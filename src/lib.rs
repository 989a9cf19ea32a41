//! # Syslog Collector
//!
//! A network-facing syslog collector. Messages arrive over UDP (and optionally
//! TCP), are parsed into [`types::LogRecord`]s, buffered in a bounded queue and
//! appended to a structured output file by a single writer task.
//!
//! ## Features
//!
//! - **UDP and TCP ingestion**: one datagram or one newline-delimited line per message
//! - **Lossy backpressure**: the receive path never waits for queue space
//! - **Append-only output**: CSV (default) or JSON lines, never truncated
//! - **Metrics**: Prometheus text exposition of throughput and loss counters
//! - **Graceful shutdown**: listeners stop first, the queue drains within a deadline
//!
//! ## Quick Start
//!
//! ```no_run
//! use syslog_collector::config::CollectorConfig;
//! use syslog_collector::server::LogServer;
//!
//! #[tokio::main]
//! async fn main() -> Result<(), Box<dyn std::error::Error>> {
//!     let mut config = CollectorConfig::default();
//!     config.listener.udp_port = 1514;
//!     config.storage.output_path = "syslog.csv".into();
//!
//!     let server = LogServer::new(config).await?;
//!     let handle = server.start().await?;
//!     handle.run_until(async {
//!         let _ = tokio::signal::ctrl_c().await;
//!     }).await?;
//!     Ok(())
//! }
//! ```

#![deny(missing_docs)]
#![warn(clippy::all)]

pub mod config;
pub mod metrics;
pub mod parser;
pub mod server;
pub mod types;

/// Common error types used throughout the collector
pub mod error {
    use std::fmt;

    /// Collector error types
    #[derive(Debug)]
    pub enum CollectorError {
        /// I/O operation failed
        Io(std::io::Error),
        /// JSON serialization failed
        Serde(serde_json::Error),
        /// CSV serialization failed
        Csv(csv::Error),
        /// Configuration error
        Config(String),
        /// A listening socket could not be bound
        Bind(String),
        /// The output sink failed persistently
        Sink(String),
        /// Metrics registry or exporter error
        Metrics(String),
    }

    impl fmt::Display for CollectorError {
        fn fmt(&self, f: &mut fmt::Formatter<'_>) -> fmt::Result {
            match self {
                CollectorError::Io(e) => write!(f, "I/O error: {}", e),
                CollectorError::Serde(e) => write!(f, "Serialization error: {}", e),
                CollectorError::Csv(e) => write!(f, "CSV error: {}", e),
                CollectorError::Config(e) => write!(f, "Configuration error: {}", e),
                CollectorError::Bind(e) => write!(f, "Bind error: {}", e),
                CollectorError::Sink(e) => write!(f, "Sink error: {}", e),
                CollectorError::Metrics(e) => write!(f, "Metrics error: {}", e),
            }
        }
    }

    impl std::error::Error for CollectorError {
        fn source(&self) -> Option<&(dyn std::error::Error + 'static)> {
            match self {
                CollectorError::Io(e) => Some(e),
                CollectorError::Serde(e) => Some(e),
                CollectorError::Csv(e) => Some(e),
                _ => None,
            }
        }
    }

    impl From<std::io::Error> for CollectorError {
        fn from(err: std::io::Error) -> Self {
            CollectorError::Io(err)
        }
    }

    impl From<serde_json::Error> for CollectorError {
        fn from(err: serde_json::Error) -> Self {
            CollectorError::Serde(err)
        }
    }

    impl From<csv::Error> for CollectorError {
        fn from(err: csv::Error) -> Self {
            CollectorError::Csv(err)
        }
    }

    impl From<prometheus::Error> for CollectorError {
        fn from(err: prometheus::Error) -> Self {
            CollectorError::Metrics(err.to_string())
        }
    }

    impl From<toml::de::Error> for CollectorError {
        fn from(err: toml::de::Error) -> Self {
            CollectorError::Config(format!("Failed to parse config: {}", err))
        }
    }

    /// Result type alias for collector operations
    pub type Result<T> = std::result::Result<T, CollectorError>;
}

pub use error::{CollectorError, Result};

/// Re-export commonly used types
pub mod prelude {
    pub use crate::config::CollectorConfig;
    pub use crate::metrics::{Metrics, MetricsSnapshot};
    pub use crate::parser::SyslogParser;
    pub use crate::server::{LogServer, ServerHandle};
    pub use crate::types::LogRecord;
    pub use crate::{CollectorError, Result};
}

★ ★ ★ ★ ★

## [What needs to be done]
Where does the string "Configuration" occur in the data above? Copy every line that holds it.

## [Answer to this task]
        /// Configuration error
                CollectorError::Config(e) => write!(f, "Configuration error: {}", e),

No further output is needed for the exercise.